4. En deuxième lieu, les dispositions litigieuses imposent aux personnes assurant la coordination pédagogique des formations de la mention " activités physiques pour tous " du brevet professionnel de la jeunesse, de l'éducation populaire et du sport, spécialité " éducateur sportif ", des exigences spécifiques de certification et d'expérience professionnelle et prévoient, pour répondre à ces exigences, que les personnes concernées justifient d'une certification professionnelle de niveau 5, de trois années d'expérience professionnelle et 2 400 heures dans le champ de la formation professionnelle aux métiers du sport et de l'animation ou, pour une personne justifiant seulement d'une certification professionnelle de niveau 4, de cinq années d'expérience professionnelle et de 4 000 heures dans le champ de la formation professionnelle des activités physiques et sportives pour tous. Si les personnels techniques et pédagogiques relevant du ministère chargé des sports et les professeurs ou enseignants d'éducation physique et sportive du ministère de l'éducation nationale sont dispensés des exigences de certification et d'expérience professionnelle, ils sont placés dans une situation différente de celle des personnels pour lesquels est requis le suivi d'une formation initiale ou d'adaptation à l'emploi dans le champ des métiers du sport et de l'animation dans des conditions de nature à attester du niveau d'expertise technique et pédagogique attendu d'un coordinateur pédagogique, en rapport avec les objectifs poursuivis par le règlement litigieux et qui justifie une différence de traitement. Par suite, le moyen tiré d'une méconnaissance du principe d'égalité doit être écarté.

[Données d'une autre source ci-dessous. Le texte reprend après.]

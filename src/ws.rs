//! WebSocket transport.
//!
//! Thin wrapper around `tokio-tungstenite` providing type-isolated
//! reader/writer halves for the STOMP client. Nothing else in the crate
//! touches `tokio-tungstenite` directly.

// Rust guideline compliant 2026-02

use anyhow::{Context, Result};
use futures_util::{SinkExt, StreamExt};
use tokio_tungstenite::tungstenite;

/// Concrete WebSocket stream type.
type WsStream = tokio_tungstenite::WebSocketStream<
    tokio_tungstenite::MaybeTlsStream<tokio::net::TcpStream>,
>;

/// Received WebSocket message.
#[derive(Debug)]
pub enum WsMessage {
    /// UTF-8 text frame.
    Text(String),
    /// Binary frame.
    Binary(Vec<u8>),
    /// Ping frame with payload.
    Ping(Vec<u8>),
    /// Close frame with status code and reason.
    Close {
        /// WebSocket close code (1000 = normal, 1005 = no code).
        code: u16,
        /// Human-readable close reason.
        reason: String,
    },
}

/// Write half of a WebSocket connection.
#[derive(Debug)]
pub struct WsWriter {
    sink: futures_util::stream::SplitSink<WsStream, tungstenite::Message>,
}

impl WsWriter {
    /// Send a UTF-8 text frame.
    pub async fn send_text(&mut self, text: &str) -> Result<()> {
        self.sink
            .send(tungstenite::Message::Text(text.to_string()))
            .await
            .context("WebSocket send_text failed")
    }

    /// Send a pong frame in response to a ping.
    pub async fn send_pong(&mut self, data: Vec<u8>) -> Result<()> {
        self.sink
            .send(tungstenite::Message::Pong(data))
            .await
            .context("WebSocket send_pong failed")
    }

    /// Send a close frame and flush the sink.
    pub async fn close(&mut self) -> Result<()> {
        self.sink.close().await.context("WebSocket close failed")
    }
}

/// Read half of a WebSocket connection.
#[derive(Debug)]
pub struct WsReader {
    stream: futures_util::stream::SplitStream<WsStream>,
}

impl WsReader {
    /// Receive the next message, returning `None` when the stream ends.
    ///
    /// Pong and raw frames are skipped.
    pub async fn recv(&mut self) -> Option<Result<WsMessage>> {
        loop {
            let message = match self.stream.next().await? {
                Ok(tungstenite::Message::Text(text)) => WsMessage::Text(text.to_string()),
                Ok(tungstenite::Message::Binary(data)) => WsMessage::Binary(data.to_vec()),
                Ok(tungstenite::Message::Ping(data)) => WsMessage::Ping(data.to_vec()),
                Ok(tungstenite::Message::Close(close_frame)) => {
                    let (code, reason) = close_frame
                        .map_or((1005, String::new()), |cf| {
                            (cf.code.into(), cf.reason.to_string())
                        });
                    WsMessage::Close { code, reason }
                }
                Ok(tungstenite::Message::Pong(_) | tungstenite::Message::Frame(_)) => continue,
                Err(e) => return Some(Err(anyhow::anyhow!("WebSocket read error: {e}"))),
            };
            return Some(Ok(message));
        }
    }
}

/// An established WebSocket connection.
#[derive(Debug)]
pub struct WsConnection {
    /// Write half.
    pub writer: WsWriter,
    /// Read half.
    pub reader: WsReader,
    /// Subprotocol selected by the server, if any.
    pub subprotocol: Option<String>,
}

/// Connect to a WebSocket URL with optional headers.
///
/// Builds an HTTP request from `url`, inserts each `(name, value)` header,
/// then performs the WebSocket handshake.
pub async fn connect(url: &str, headers: &[(&str, &str)]) -> Result<WsConnection> {
    use tungstenite::client::IntoClientRequest;

    let mut request = url
        .into_client_request()
        .with_context(|| format!("invalid WebSocket URL: {url}"))?;

    for &(name, value) in headers {
        let header_name = tungstenite::http::HeaderName::from_bytes(name.as_bytes())
            .with_context(|| format!("invalid header name: {name}"))?;
        let header_value = tungstenite::http::HeaderValue::from_str(value)
            .with_context(|| format!("invalid header value for {name}"))?;
        request.headers_mut().insert(header_name, header_value);
    }

    let (ws_stream, response) = tokio_tungstenite::connect_async(request)
        .await
        .context("WebSocket connect failed")?;

    let subprotocol = response
        .headers()
        .get(tungstenite::http::header::SEC_WEBSOCKET_PROTOCOL)
        .and_then(|v| v.to_str().ok())
        .map(str::to_string);

    let (sink, stream) = ws_stream.split();

    Ok(WsConnection {
        writer: WsWriter { sink },
        reader: WsReader { stream },
        subprotocol,
    })
}

/// Convert an HTTP(S) URL to WS(S) scheme.
///
/// Passes `ws://` and `wss://` through unchanged.
#[must_use]
pub fn http_to_ws_scheme(url: &str) -> String {
    if let Some(rest) = url.strip_prefix("https://") {
        format!("wss://{rest}")
    } else if let Some(rest) = url.strip_prefix("http://") {
        format!("ws://{rest}")
    } else {
        url.to_string()
    }
}

/// Whether `url` uses an HTTP(S) scheme.
#[must_use]
pub fn is_http_url(url: &str) -> bool {
    url.starts_with("http://") || url.starts_with("https://")
}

5. En troisième lieu, aux termes de l'article L. 211-1 du code du sport : " Les établissements publics de formation relevant de l'État et les établissements publics locaux de formation dans les domaines du sport, de la jeunesse et de l'éducation populaire assurent la formation initiale des personnes qui gèrent, animent, encadrent et enseignent les activités physiques et sportives et contribuent à leur formation continue ". Aux termes de l'article L. 114-1 du code du sport : " Les centres de ressources, d'expertise et de performance sportive sont des établissements publics locaux de formation dans les domaines du sport, de la jeunesse et de l'éducation populaire. (...) " En vertu de l'article L. 114-2 du même code, ils exercent, au nom de l'Etat, les missions suivantes : " (...) 3° Mettre en œuvre des formations initiales et continues dans les domaines des activités physiques ou sportives, en application de l'article L. 211-1, et dans les domaines de la jeunesse et de l'éducation populaire, conformément aux objectifs nationaux et en lien avec le schéma régional des formations de la région concernée ; / (...) ". Ils peuvent en outre, en vertu de l'article L. 114-3 du même code, exercer, au nom de la région, les missions suivantes : " (...) / 4° Mettre en œuvre des offres de formation aux métiers du sport et de l'animation, conformément aux besoins identifiés par le schéma régional des formations. "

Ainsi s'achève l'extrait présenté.